MEMPHIS, Tenn — What started as a virtual event to support Black-owned businesses during the pandemic is now becoming a festival.
This Saturday, the Juneteenth Shop Black event is returning for a second year. It'll be held on Saturday at the Fourth Bluff Park in Downtown Memphis.
The event got its start the previous year virtually and featured more than 100 Black-owned vendors. That event, according to organizer Cynthia Daniels, brought in more than 100,000 people to the website and $1 million spent.
"I really wanted to create a space for Black businesses that didn't get the opportunity to go to the trade shows and festivals during the summertime," Daniels said about the original creation.
This year's in-person event will feature 50 local businesses that will bring products from artwork to clothing to beauty essentials and more.

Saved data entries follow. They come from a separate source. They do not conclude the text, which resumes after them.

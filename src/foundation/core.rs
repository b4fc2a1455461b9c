use serde::{Deserialize, Serialize};

pub use kurbo::{Point, Rect};

/// Page dimensions in points.
#[derive(Clone, Copy, Debug, PartialEq, Serialize, Deserialize)]
pub struct PageSize {
    /// Width in points.
    pub width: f64,
    /// Height in points.
    pub height: f64,
}

/// Vertical page margins plus per-box spacing, in points.
#[derive(Clone, Copy, Debug, PartialEq, Serialize, Deserialize)]
pub struct PageMargins {
    /// Space reserved above the grid for the title block.
    pub top: f64,
    /// Space reserved below the grid for the legend.
    pub bottom: f64,
    /// Gap between adjacent week boxes.
    pub box_margin: f64,
    /// Stroke width of each week box border.
    pub box_line_width: f64,
}

/// Straight RGB colour with `0.0..=1.0` channels.
#[derive(Clone, Copy, Debug, PartialEq, Serialize)]
pub struct Rgb {
    /// Red channel.
    pub r: f64,
    /// Green channel.
    pub g: f64,
    /// Blue channel.
    pub b: f64,
}

impl Rgb {
    /// Construct from raw channels.
    pub const fn new(r: f64, g: f64, b: f64) -> Self {
        Self { r, g, b }
    }

    /// Shift every channel by `delta`.
    ///
    /// Channels saturate at the `0.0..=1.0` bounds instead of leaving the
    /// valid range.
    pub fn shifted(self, delta: f64) -> Self {
        Self {
            r: (self.r + delta).clamp(0.0, 1.0),
            g: (self.g + delta).clamp(0.0, 1.0),
            b: (self.b + delta).clamp(0.0, 1.0),
        }
    }

    /// Lowercase `#rrggbb` form used by the SVG surface.
    pub fn to_hex(self) -> String {
        fn to_u8(x: f64) -> u8 {
            (x.clamp(0.0, 1.0) * 255.0).round() as u8
        }

        format!(
            "#{:02x}{:02x}{:02x}",
            to_u8(self.r),
            to_u8(self.g),
            to_u8(self.b)
        )
    }
}

impl<'de> Deserialize<'de> for Rgb {
    fn deserialize<D>(deserializer: D) -> Result<Self, D::Error>
    where
        D: serde::Deserializer<'de>,
    {
        #[derive(Deserialize)]
        #[serde(untagged)]
        enum Repr {
            Hex(String),
            Obj { r: f64, g: f64, b: f64 },
            Arr(Vec<f64>),
        }

        match Repr::deserialize(deserializer)? {
            Repr::Hex(s) => parse_hex(&s).map_err(serde::de::Error::custom),
            Repr::Obj { r, g, b } => Ok(Self::new(r, g, b)),
            Repr::Arr(v) => {
                if v.len() == 3 {
                    Ok(Self::new(v[0], v[1], v[2]))
                } else {
                    Err(serde::de::Error::custom(
                        "rgb array must have len 3 ([r,g,b])",
                    ))
                }
            }
        }
    }
}

fn parse_hex(s: &str) -> Result<Rgb, String> {
    let s = s.trim();
    let s = s.strip_prefix('#').unwrap_or(s);

    fn hex_byte(pair: &str) -> Result<u8, String> {
        u8::from_str_radix(pair, 16).map_err(|_| format!("invalid hex byte \"{pair}\""))
    }

    // Byte length alone is not enough: slicing below assumes ASCII.
    if s.len() != 6 || !s.is_ascii() {
        return Err("hex colour must be #RRGGBB (case-insensitive)".to_owned());
    }

    let r = hex_byte(&s[0..2])?;
    let g = hex_byte(&s[2..4])?;
    let b = hex_byte(&s[4..6])?;

    Ok(Rgb::new(
        f64::from(r) / 255.0,
        f64::from(g) / 255.0,
        f64::from(b) / 255.0,
    ))
}

#[cfg(test)]
#[path = "../../tests/unit/foundation/core.rs"]
mod tests;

"I thought, we need to celebrate," Daniels said. "There needs to be some joy after such a tough year. Honestly, a lot of the vendors participating, it is their first time being in a public event again. I have not hosted an event in 16 months so I absolutely wanted to do something in-person again."
That's the case for Domonique Madden of NNC Creations. She specializes in abstract paintings and customized glass art. Her business started before the pandemic but was accelerated during it.

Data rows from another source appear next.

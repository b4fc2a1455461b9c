use chrono::NaiveDate;

use crate::calendar::date::align_week_start;
use crate::calendar::grid::{
    Cell, CellClass, WEEK_COLUMNS, build_rows, cell_box_size, grid_x_margin,
};
use crate::compose::style::{Style, TitleMode};
use crate::foundation::core::{Point, Rect, Rgb};
use crate::foundation::error::{LifegridError, LifegridResult};
use crate::render::surface::{DrawOp, FontSpec, TextMetrics};
use crate::typeset::fit::{TextBlock, justify};

/// Fewest year rows a calendar may have.
pub const MIN_AGE_ROWS: u32 = 80;
/// Most year rows a calendar may have.
pub const MAX_AGE_ROWS: u32 = 100;

/// Everything that varies per calendar: the person, the span, the captions.
#[derive(Clone, Debug, PartialEq)]
pub struct CalendarSpec {
    /// Date of birth; its week anchors the first grid row.
    pub birth_date: NaiveDate,
    /// Headline text, at most the style's `max_title_len` characters.
    pub title: String,
    /// Number of year rows, `MIN_AGE_ROWS..=MAX_AGE_ROWS`.
    pub age_rows: u32,
    /// Weeks beginning strictly before this date are darkened; `None`
    /// darkens nothing.
    pub darken_until: Option<NaiveDate>,
    /// Caption rotated along the right edge of the grid.
    pub sidebar_text: Option<String>,
    /// Caption under the title block.
    pub subtitle_text: Option<String>,
}

/// Check `spec` against `style` without producing any draw ops.
///
/// Every violated bound gets its own message so callers can surface the
/// exact field that failed.
pub fn validate(spec: &CalendarSpec, style: &Style) -> LifegridResult<()> {
    style.validate()?;

    if spec.title.chars().count() > style.max_title_len {
        return Err(LifegridError::validation(format!(
            "title must be at most {} characters",
            style.max_title_len
        )));
    }

    if spec.age_rows < MIN_AGE_ROWS || spec.age_rows > MAX_AGE_ROWS {
        return Err(LifegridError::validation(format!(
            "age must be between {MIN_AGE_ROWS} and {MAX_AGE_ROWS}"
        )));
    }

    Ok(())
}

/// Compose a full calendar page into an ordered draw-op sequence.
///
/// The sequence streams in paint order: background, title block, grid
/// with its index and date labels, optional sidebar, legend, page seal.
/// Validation runs first; nothing is emitted for an invalid spec.
///
/// `metrics` is consulted for every wrap, centering, and justification
/// decision, so two composes with the same inputs and the same metrics
/// produce identical sequences.
#[tracing::instrument(skip(spec, style, metrics), fields(rows = spec.age_rows))]
pub fn compose(
    spec: &CalendarSpec,
    style: &Style,
    metrics: &mut dyn TextMetrics,
) -> LifegridResult<Vec<DrawOp>> {
    validate(spec, style)?;

    let mut c = Composer {
        style,
        metrics,
        ops: Vec::new(),
    };

    c.rect(
        Rect::new(0.0, 0.0, style.page.width, style.page.height),
        style.palette.background,
        style.palette.background,
        0.0,
    );

    title_block(&mut c, spec);

    let start = align_week_start(spec.birth_date, style.anchor);
    let darken_until = spec.darken_until.map(|d| align_week_start(d, style.anchor));
    let x_margin = grid_block(&mut c, spec, start, darken_until)?;

    if let Some(sidebar) = &spec.sidebar_text {
        sidebar_block(&mut c, sidebar, x_margin);
    }

    legend_block(&mut c);

    c.ops.push(DrawOp::FinishPage);
    Ok(c.ops)
}

struct Composer<'a> {
    style: &'a Style,
    metrics: &'a mut dyn TextMetrics,
    ops: Vec<DrawOp>,
}

impl Composer<'_> {
    fn font(&self, size: f64) -> FontSpec {
        FontSpec::new(self.style.fonts.face.clone(), size)
    }

    fn set_font(&mut self, font: FontSpec) {
        self.metrics.set_font(&font);
        self.ops.push(DrawOp::SetFont { font });
    }

    fn set_color(&mut self, color: Rgb) {
        self.ops.push(DrawOp::SetColor { color });
    }

    fn rect(&mut self, rect: Rect, stroke: Rgb, fill: Rgb, stroke_width: f64) {
        self.ops.push(DrawOp::Rect {
            rect,
            stroke,
            fill,
            stroke_width,
        });
    }

    fn text(&mut self, origin: Point, text: impl Into<String>) {
        self.ops.push(DrawOp::Text {
            origin,
            text: text.into(),
        });
    }

    /// Center a run horizontally on `center_x` with its baseline at `y`.
    fn text_centered(&mut self, center_x: f64, y: f64, text: &str) {
        let width = self.metrics.measure_text(text).width;
        self.text(Point::new(center_x - width / 2.0, y), text);
    }

    /// Bordered square in the grid's box style.
    fn week_box(&mut self, x: f64, y: f64, size: f64, fill: Rgb) {
        self.rect(
            Rect::new(x, y, x + size, y + size),
            self.style.palette.border,
            fill,
            self.style.margins.box_line_width,
        );
    }
}

fn title_block(c: &mut Composer<'_>, spec: &CalendarSpec) {
    let style = c.style;
    let center_x = style.page.width / 2.0;

    match style.title {
        TitleMode::Masthead => {
            c.set_font(c.font(style.fonts.label_size + 2.0));
            c.set_color(style.palette.masthead);
            let masthead_h = c.metrics.measure_text(&style.masthead_text).height;
            let masthead_y = style.margins.top / 4.0 - masthead_h / 2.0;
            c.text_centered(center_x, masthead_y, &style.masthead_text);

            c.set_font(c.font(style.fonts.title_size).bold());
            c.set_color(style.palette.text);
            let title_y = masthead_y + 55.0;
            c.text_centered(center_x, title_y, &spec.title);

            let mut cursor_y = title_y;

            if let Some(epigraph) = &style.epigraph {
                c.set_font(c.font(style.fonts.label_size - 2.0).italic());
                c.set_color(style.palette.epigraph);

                let column_width = style.page.width - 400.0;
                let column_x = center_x - column_width / 2.0;
                let block = TextBlock::fit(c.metrics, &epigraph.text, column_width, 1.5);

                let body_top = title_y + 50.0;
                for (i, line) in block.lines.iter().enumerate() {
                    let y = body_top + i as f64 * block.line_height;
                    let is_last = i + 1 == block.lines.len();
                    let line_ops = justify(
                        c.metrics,
                        line,
                        Point::new(column_x, y),
                        column_width,
                        is_last,
                        style.justify_full_threshold,
                    );
                    c.ops.extend(line_ops);
                }

                c.set_font(c.font(style.fonts.label_size - 3.0));
                c.set_color(style.palette.attribution);
                let attribution_y = body_top + block.height() + 15.0;
                c.text_centered(center_x, attribution_y, &epigraph.attribution);

                cursor_y = attribution_y;
            }

            if let Some(subtitle) = &spec.subtitle_text {
                c.set_font(c.font(style.fonts.label_size));
                c.set_color(style.palette.faint);
                c.text_centered(center_x, cursor_y + 30.0, subtitle);
            }
        }
        TitleMode::Plain => {
            c.set_font(c.font(style.fonts.title_size).bold());
            c.set_color(style.palette.text);
            let title_h = c.metrics.measure_text(&spec.title).height;
            let title_y = style.margins.top / 2.0 - title_h / 2.0;
            c.text_centered(center_x, title_y, &spec.title);

            if let Some(subtitle) = &spec.subtitle_text {
                c.set_font(c.font(style.fonts.label_size));
                c.set_color(style.palette.faint);
                c.text_centered(center_x, title_y + 40.0, subtitle);
            }
        }
    }
}

/// Emit the grid plus its labels; returns the computed left margin for
/// the sidebar to hang off.
fn grid_block(
    c: &mut Composer<'_>,
    spec: &CalendarSpec,
    start: NaiveDate,
    darken_until: Option<NaiveDate>,
) -> LifegridResult<f64> {
    let style = c.style;
    let box_size = cell_box_size(
        style.page.height,
        style.margins.top,
        style.margins.bottom,
        spec.age_rows,
        style.margins.box_margin,
    )?;
    let x_margin = grid_x_margin(style.page.width, box_size, style.margins.box_margin);
    let step = box_size + style.margins.box_margin;
    let top_y = style.margins.top;

    let rows = build_rows(start, spec.birth_date, spec.age_rows, darken_until)?;

    // Column indices above the top row.
    c.set_font(c.font(style.fonts.tiny_size));
    c.set_color(style.palette.text);
    for col in 0..WEEK_COLUMNS {
        let label = (col + 1).to_string();
        let center = x_margin + col as f64 * step + box_size / 2.0;
        c.text_centered(center, top_y - box_size, &label);
    }

    // Row date labels are italic; boxes carry their colours inline.
    c.set_font(c.font(style.fonts.tiny_size).italic());

    for (r, row) in rows.iter().enumerate() {
        let pos_y = top_y + r as f64 * step;

        let Some(first) = row.first() else {
            continue;
        };
        let label = format_row_label(first.week_start);
        let ext = c.metrics.measure_text(&label);
        c.text(
            Point::new(
                x_margin - ext.width - box_size,
                pos_y + box_size / 2.0 + ext.height / 2.0,
            ),
            label,
        );

        for cell in row {
            let x = x_margin + cell.col as f64 * step;
            let fill = cell_fill(style, cell);
            c.week_box(x, pos_y, box_size, fill);
        }
    }

    Ok(x_margin)
}

fn format_row_label(date: NaiveDate) -> String {
    date.format("%d %b, %Y").to_string()
}

fn cell_fill(style: &Style, cell: &Cell) -> Rgb {
    let base = match cell.class {
        CellClass::Normal => style.palette.cell_base,
        CellClass::Birthday => style.palette.birthday,
        CellClass::NewYear => style.palette.new_year,
    };

    if cell.darkened {
        base.shifted(style.darken_delta)
    } else {
        base
    }
}

fn sidebar_block(c: &mut Composer<'_>, text: &str, x_margin: f64) {
    let style = c.style;

    c.set_font(c.font(style.fonts.label_size));
    c.set_color(style.palette.faint);
    let width = c.metrics.measure_text(text).width;

    // Anchored past the grid's right edge; the run climbs the page.
    let origin = Point::new(
        style.page.width - x_margin + 20.0,
        style.margins.top + width + 100.0,
    );
    c.ops.push(DrawOp::Rotate {
        radians: -std::f64::consts::FRAC_PI_2,
    });
    c.text(origin, text);
    c.ops.push(DrawOp::Rotate {
        radians: std::f64::consts::FRAC_PI_2,
    });
}

fn legend_block(c: &mut Composer<'_>) {
    let style = c.style;
    let box_size = 20.0;
    let y = style.page.height - 60.0;

    c.set_font(c.font(style.fonts.tiny_size));
    c.set_color(style.palette.text);

    let birthday_w = c.metrics.measure_text(&style.legend.birthday).width;
    let new_year_w = c.metrics.measure_text(&style.legend.new_year).width;
    let total = box_size * 4.0 + birthday_w + new_year_w + 60.0;
    let start_x = style.page.width / 2.0 - total / 2.0;

    let next_x = legend_item(
        c,
        start_x,
        y,
        box_size,
        style.palette.birthday,
        &style.legend.birthday,
    );
    legend_item(c, next_x, y, box_size, style.palette.new_year, &style.legend.new_year);
}

/// One swatch + label pair; returns the x where the next item starts.
fn legend_item(
    c: &mut Composer<'_>,
    x: f64,
    y: f64,
    box_size: f64,
    fill: Rgb,
    label: &str,
) -> f64 {
    c.week_box(x, y, box_size, fill);

    let label_x = x + box_size + box_size / 2.0;
    let ext = c.metrics.measure_text(label);
    c.text(
        Point::new(label_x, y + box_size / 2.0 + ext.height / 2.0),
        label,
    );

    label_x + ext.width + box_size * 2.0
}

#[cfg(test)]
#[path = "../../tests/unit/compose/document.rs"]
mod tests;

"It's a great festival with a great cause," Madden said. "We're celebrating something that is so important to our history."

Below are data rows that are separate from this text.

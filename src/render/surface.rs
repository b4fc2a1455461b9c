use serde::Serialize;

use crate::foundation::core::{Point, Rect, Rgb};
use crate::foundation::error::LifegridResult;

/// Measured extents of a single text run under the current font.
#[derive(Clone, Copy, Debug, Default, PartialEq, Serialize)]
pub struct Extents {
    /// Advance width in points.
    pub width: f64,
    /// Line height in points.
    pub height: f64,
}

/// Font weight subset the calendar uses.
#[derive(Clone, Copy, Debug, Default, PartialEq, Eq, Hash, Serialize)]
#[serde(rename_all = "lowercase")]
pub enum FontWeight {
    #[default]
    Normal,
    Bold,
}

/// Font slant subset the calendar uses.
#[derive(Clone, Copy, Debug, Default, PartialEq, Eq, Hash, Serialize)]
#[serde(rename_all = "lowercase")]
pub enum FontSlant {
    #[default]
    Normal,
    Italic,
}

/// Full font selection state: family, weight, slant, and size.
#[derive(Clone, Debug, PartialEq, Serialize)]
pub struct FontSpec {
    /// Family name as known to the measuring backend.
    pub family: String,
    /// Weight.
    pub weight: FontWeight,
    /// Slant.
    pub slant: FontSlant,
    /// Size in points.
    pub size: f64,
}

impl FontSpec {
    /// Upright regular face of `family` at `size`.
    pub fn new(family: impl Into<String>, size: f64) -> Self {
        Self {
            family: family.into(),
            weight: FontWeight::Normal,
            slant: FontSlant::Normal,
            size,
        }
    }

    /// Switch to the bold weight.
    pub fn bold(mut self) -> Self {
        self.weight = FontWeight::Bold;
        self
    }

    /// Switch to the italic slant.
    pub fn italic(mut self) -> Self {
        self.slant = FontSlant::Italic;
        self
    }
}

/// Text measurement capability.
///
/// Stateful like a graphics context: [`set_font`](Self::set_font)
/// establishes the face and size every following
/// [`measure_text`](Self::measure_text) call uses. Measurement is
/// infallible; backends without a usable face substitute approximate
/// metrics rather than failing.
pub trait TextMetrics {
    /// Select the font used by subsequent measurements.
    fn set_font(&mut self, font: &FontSpec);

    /// Measure `text` as a single run under the current font.
    fn measure_text(&mut self, text: &str) -> Extents;
}

/// Drawing surface capability: measurement plus primitive emission.
///
/// One surface handle owns one page for its open, draw, seal lifetime.
/// Rotation state applies to subsequently drawn text runs, each rotated
/// about its own origin, and composes with previous rotations the way a
/// graphics context transform does.
pub trait Surface: TextMetrics {
    /// Draw a rectangle filled with `fill` and stroked with `stroke`.
    ///
    /// The border is omitted when `stroke_width <= 0`.
    fn draw_rect(&mut self, rect: Rect, stroke: Rgb, fill: Rgb, stroke_width: f64)
    -> LifegridResult<()>;

    /// Draw `text` with its baseline starting at `origin`, in the current
    /// font, colour, and rotation.
    fn draw_text(&mut self, origin: Point, text: &str) -> LifegridResult<()>;

    /// Select the colour for following text runs.
    fn set_color(&mut self, color: Rgb);

    /// Add `radians` to the current text rotation.
    fn rotate(&mut self, radians: f64);

    /// Seal the page; no further drawing is accepted.
    fn finish_page(&mut self) -> LifegridResult<()>;
}

/// One recorded surface operation.
///
/// The composer emits these in paint order and never references an op
/// from another, so a sequence can be streamed, replayed, or dumped as
/// JSON without backtracking.
#[derive(Clone, Debug, PartialEq, Serialize)]
#[serde(tag = "op", rename_all = "snake_case")]
pub enum DrawOp {
    /// Stroked, filled rectangle.
    Rect {
        /// Placement on the page, in points.
        rect: Rect,
        /// Border colour.
        stroke: Rgb,
        /// Interior colour.
        fill: Rgb,
        /// Border width in points; no border when `<= 0`.
        stroke_width: f64,
    },
    /// Select the font for following text ops.
    SetFont {
        /// Full font selection.
        font: FontSpec,
    },
    /// Select the colour for following text ops.
    SetColor {
        /// Straight RGB colour.
        color: Rgb,
    },
    /// Add to the rotation applied to following text ops.
    Rotate {
        /// Angle increment in radians.
        radians: f64,
    },
    /// Text run starting at a baseline origin.
    Text {
        /// Baseline start point.
        origin: Point,
        /// UTF-8 content.
        text: String,
    },
    /// Seal the page.
    FinishPage,
}

/// Replay recorded ops onto a live surface, in order.
pub fn replay(ops: &[DrawOp], surface: &mut dyn Surface) -> LifegridResult<()> {
    for op in ops {
        match op {
            DrawOp::Rect {
                rect,
                stroke,
                fill,
                stroke_width,
            } => surface.draw_rect(*rect, *stroke, *fill, *stroke_width)?,
            DrawOp::SetFont { font } => surface.set_font(font),
            DrawOp::SetColor { color } => surface.set_color(*color),
            DrawOp::Rotate { radians } => surface.rotate(*radians),
            DrawOp::Text { origin, text } => surface.draw_text(*origin, text)?,
            DrawOp::FinishPage => surface.finish_page()?,
        }
    }
    Ok(())
}
use async_trait::async_trait;
use reqwest::Client;
use serde::{Deserialize, Serialize};
use tracing::debug;

use super::{decode, ensure_complete, ensure_ok, TranslationProvider};
use crate::batch::ChunkLimits;
use crate::error::{Result, TranspassError};
use crate::settings::Service;

pub const LIMITS: ChunkLimits = ChunkLimits {
    max_items: 100,
    max_characters: 10_000,
};

#[derive(Debug, Serialize)]
struct AzureInput<'a> {
    #[serde(rename = "Text")]
    text: &'a str,
}

#[derive(Debug, Deserialize)]
struct AzureResult {
    translations: Vec<AzureTranslation>,
}

#[derive(Debug, Deserialize)]
struct AzureTranslation {
    text: String,
}

/// Microsoft Translator v3
pub struct AzureProvider {
    client: Client,
    url: String,
    api_key: String,
}

impl AzureProvider {
    pub fn new(client: Client, endpoint: &str, api_key: &str) -> Self {
        Self {
            client,
            url: format!("{}/translate", endpoint),
            api_key: api_key.to_string(),
        }
    }
}

#[async_trait]
impl TranslationProvider for AzureProvider {
    fn limits(&self) -> ChunkLimits {
        LIMITS
    }

    async fn translate_chunk(&self, target: &str, inputs: &[&str]) -> Result<Vec<String>> {
        let body: Vec<AzureInput<'_>> = inputs.iter().map(|&text| AzureInput { text }).collect();

        debug!("Sending {} strings to Azure ({})", inputs.len(), target);
        let response = self
            .client
            .post(&self.url)
            .query(&[("api-version", "3.0"), ("to", target)])
            .header("Ocp-Apim-Subscription-Key", &self.api_key)
            .json(&body)
            .send()
            .await
            .map_err(|e| TranspassError::Provider(format!("azure request failed: {}", e)))?;

        let results: Vec<AzureResult> = ensure_ok(Service::Azure, response)
            .await?
            .json()
            .await
            .map_err(|e| TranspassError::Provider(format!("azure response malformed: {}", e)))?;

        let outputs = results
            .into_iter()
            .map(|result| {
                result
                    .translations
                    .into_iter()
                    .next()
                    .map(|t| decode(&t.text))
                    .ok_or_else(|| TranspassError::Provider("azure result without translations".to_string()))
            })
            .collect::<Result<Vec<_>>>()?;

        ensure_complete(Service::Azure, inputs.len(), outputs)
    }
}

#[cfg(test)]
mod tests {
    use super::*;

    #[test]
    fn test_request_body_shape() {
        let body = vec![AzureInput { text: "Hello" }, AzureInput { text: "World" }];
        assert_eq!(
            serde_json::to_value(&body).unwrap(),
            serde_json::json!([{"Text": "Hello"}, {"Text": "World"}])
        );
    }

    #[test]
    fn test_response_shape() {
        let json = r#"[{"detectedLanguage":{"language":"en","score":1.0},
                        "translations":[{"text":"Bonjour","to":"fr"}]}]"#;
        let results: Vec<AzureResult> = serde_json::from_str(json).unwrap();
        assert_eq!(results[0].translations[0].text, "Bonjour");
    }
}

For Daniels, it was important to have the event continue to be on Juneteenth, a day that celebrates the final emancipation of enslaved people.
Today, studies show a wide equity gap in white and Black-owned businesses. American Progress writes, "if financial capital were more evenly distributed and Black Americans enjoyed the same business ownership and success rates as their white counterparts, there would be approximately 860,000 additional Black-owned firms employing more than 10 million people."
"People need to understand that when they're spending money with a Black business, you're recirculating that money so they can reinvest it, they can expand their team, they can expand their business, invest in more marketing to have a larger platform," Daniels said. "When you are shopping Black you are really helping that business thrive."
For Madden, she thinks the emphasis to shop Black and local is important.
"I think a lot of time we as Black people have had to work extremely hard to get the recognition that might of come easier to others," Madden said. "Just getting the time to highlight different Black companies and Black entrepreneurs that are bringing incredible products and resources to our city and community is extremely important.”
The Juneteenth Shop Black Festival runs Saturday from 11 a.m. to 6 p.m. Admission is free.